(Collected data)
--*--
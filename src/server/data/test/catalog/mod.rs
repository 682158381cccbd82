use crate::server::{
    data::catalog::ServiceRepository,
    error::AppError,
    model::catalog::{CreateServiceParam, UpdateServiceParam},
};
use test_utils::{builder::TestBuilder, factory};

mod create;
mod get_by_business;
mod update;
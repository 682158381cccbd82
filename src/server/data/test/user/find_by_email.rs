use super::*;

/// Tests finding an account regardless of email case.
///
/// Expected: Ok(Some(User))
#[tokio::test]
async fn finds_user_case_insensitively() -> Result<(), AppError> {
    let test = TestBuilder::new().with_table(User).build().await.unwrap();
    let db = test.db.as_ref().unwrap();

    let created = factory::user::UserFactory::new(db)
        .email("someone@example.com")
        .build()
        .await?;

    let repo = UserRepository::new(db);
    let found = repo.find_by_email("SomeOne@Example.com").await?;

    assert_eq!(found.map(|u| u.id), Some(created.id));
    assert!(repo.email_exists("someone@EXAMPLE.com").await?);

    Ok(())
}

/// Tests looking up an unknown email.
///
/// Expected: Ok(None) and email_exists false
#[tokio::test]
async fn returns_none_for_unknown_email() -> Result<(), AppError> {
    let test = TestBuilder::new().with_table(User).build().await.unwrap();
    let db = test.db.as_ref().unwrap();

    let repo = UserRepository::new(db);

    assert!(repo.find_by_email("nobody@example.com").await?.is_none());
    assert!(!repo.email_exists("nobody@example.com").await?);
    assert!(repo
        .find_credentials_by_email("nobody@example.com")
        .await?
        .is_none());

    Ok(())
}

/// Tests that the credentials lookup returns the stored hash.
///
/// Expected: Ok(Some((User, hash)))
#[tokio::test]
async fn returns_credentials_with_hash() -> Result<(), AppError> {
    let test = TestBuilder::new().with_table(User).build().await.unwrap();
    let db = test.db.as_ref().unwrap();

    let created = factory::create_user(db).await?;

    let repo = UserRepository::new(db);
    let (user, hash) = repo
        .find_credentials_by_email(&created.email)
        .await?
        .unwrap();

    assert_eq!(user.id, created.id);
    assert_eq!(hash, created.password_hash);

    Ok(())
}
--*--
INSTRUCTIONS FOR THE TASK
Would you write out each entry precisely as it is given?

EXERCISE RESULT
filename src/server/data/test/catalog/mod.rs
repository 682158381cccbd82
use crate::server::{
    data::catalog::ServiceRepository,
    error::AppError,
    model::catalog::{CreateServiceParam, UpdateServiceParam},
};
use test_utils::{builder::TestBuilder, factory};

mod create;
mod get_by_business;
mod update;
repository 682158381cccbd82
filename src/server/data/test/user/find_by_email.rs
use super::*;

/// Tests finding an account regardless of email case.
///
/// Expected: Ok(Some(User))
#[tokio::test]
async fn finds_user_case_insensitively() -> Result<(), AppError> {
    let test = TestBuilder::new().with_table(User).build().await.unwrap();
    let db = test.db.as_ref().unwrap();

    let created = factory::user::UserFactory::new(db)
        .email("someone@example.com")
        .build()
        .await?;

    let repo = UserRepository::new(db);
    let found = repo.find_by_email("SomeOne@Example.com").await?;

    assert_eq!(found.map(|u| u.id), Some(created.id));
    assert!(repo.email_exists("someone@EXAMPLE.com").await?);

    Ok(())
}

/// Tests looking up an unknown email.
///
/// Expected: Ok(None) and email_exists false
#[tokio::test]
async fn returns_none_for_unknown_email() -> Result<(), AppError> {
    let test = TestBuilder::new().with_table(User).build().await.unwrap();
    let db = test.db.as_ref().unwrap();

    let repo = UserRepository::new(db);

    assert!(repo.find_by_email("nobody@example.com").await?.is_none());
    assert!(!repo.email_exists("nobody@example.com").await?);
    assert!(repo
        .find_credentials_by_email("nobody@example.com")
        .await?
        .is_none());

    Ok(())
}

/// Tests that the credentials lookup returns the stored hash.
///
/// Expected: Ok(Some((User, hash)))
#[tokio::test]
async fn returns_credentials_with_hash() -> Result<(), AppError> {
    let test = TestBuilder::new().with_table(User).build().await.unwrap();
    let db = test.db.as_ref().unwrap();

    let created = factory::create_user(db).await?;

    let repo = UserRepository::new(db);
    let (user, hash) = repo
        .find_credentials_by_email(&created.email)
        .await?
        .unwrap();

    assert_eq!(user.id, created.id);
    assert_eq!(hash, created.password_hash);

    Ok(())
}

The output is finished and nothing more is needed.